Charley loved to run.

Not me.

I had chubby legs that seemed to be made out of cotton candy, generating the gait of a circus elephant.

In one of the brief fits of verbosity that possessed his soul, Charley once shared with me that running faster and faster made him feel that his feet were leaving the ground and he was soaring into the heavens to dance with the angels.

Pretty articulate for a Midwest kid.

I decided to go out for track and field more or less because I didn’t have anything else to do. Since I could not run or jump, they asked me to try out on the shot put. I did.

I was unimpressed, so I fell back into my acquired nature of quitting. But even though I departed the team, I found myself during study hall sitting at the table with these athletes, and when the monitor left the room, Randy spoke up and gave us a juicy piece of gossip. (Randy was also a runner but never quite as fast as Charley.)
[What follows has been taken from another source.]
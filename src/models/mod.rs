pub mod operation;

pub use operation::{CycleStatus, Operation, OperationStatus, Outcome};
Randy explained that Charley was a “gypsy type.” Now, I do not know what the origin of that phrase was in our community, but I knew that “gypsy type” meant that Charley was–well, dangerous. The adults had other terms for Charley’s problem when they were alone and away from the children.

  • “Effeminate.”
  • “Queer.”
  • “Sodomite.”

Although I had no personal experience with Charley demonstrating such bizarre behavior, in 1967 just the mention of the situation caused your skin to crawl, making you want to avoid any contact with such perverted beings.
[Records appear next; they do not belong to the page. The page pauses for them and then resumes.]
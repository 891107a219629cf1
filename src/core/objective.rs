use serde::{Deserialize, Serialize};

use crate::config::CycleConfig;
use crate::core::matrix::PayoffMatrix;

/// What a cycle promises before the first result is recorded.
#[derive(Debug, Clone, Copy, PartialEq, Serialize, Deserialize)]
pub struct Objective {
    /// Win percentage the cycle needs, K / N
    pub required_win_rate: f64,
    pub profit_percent: f64,
    pub profit: f64,
    pub target_balance: f64,
}

impl Objective {
    pub fn new(config: &CycleConfig, matrix: &PayoffMatrix) -> Self {
        let required_win_rate = if config.operation_count > 0 {
            config.expected_wins as f64 / config.operation_count as f64 * 100.0
        } else {
            0.0
        };
        let profit_percent = matrix.profit_fraction() * 100.0;
        let profit = config.total_risk * profit_percent / 100.0;

        Self {
            required_win_rate,
            profit_percent,
            profit,
            target_balance: config.total_risk + profit,
        }
    }
}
Randy knew this. In other words, it didn’t have to be true–just spoken. The gossip mill and bigotry would do the rest.

No one drew close to Charley after that.

He ate alone, he ran alone, he walked alone, he talked alone.

When he asked me why I was not sharing with him anymore, I clumsily replied, “I’ve been busy.”

One day we came to school and he was gone. No one even asked where he was or if he was coming back. Charley was soon forgotten, and the quest for other “gypsy types” was set in motion with renewed scrutiny.

It was many years later that Randy, the accuser of his running friend, came out of the closet, admitting that he was gay. (“Gypsy type” was no longer acceptable terminology.) Randy was lauded for his courage. He was embraced by his friends. Matter of fact, he was set apart as an example of someone who had endured a silent persecution and now was set free.

Mustering some boldness, I asked Randy about Charley. He said he didn’t remember much about Charley.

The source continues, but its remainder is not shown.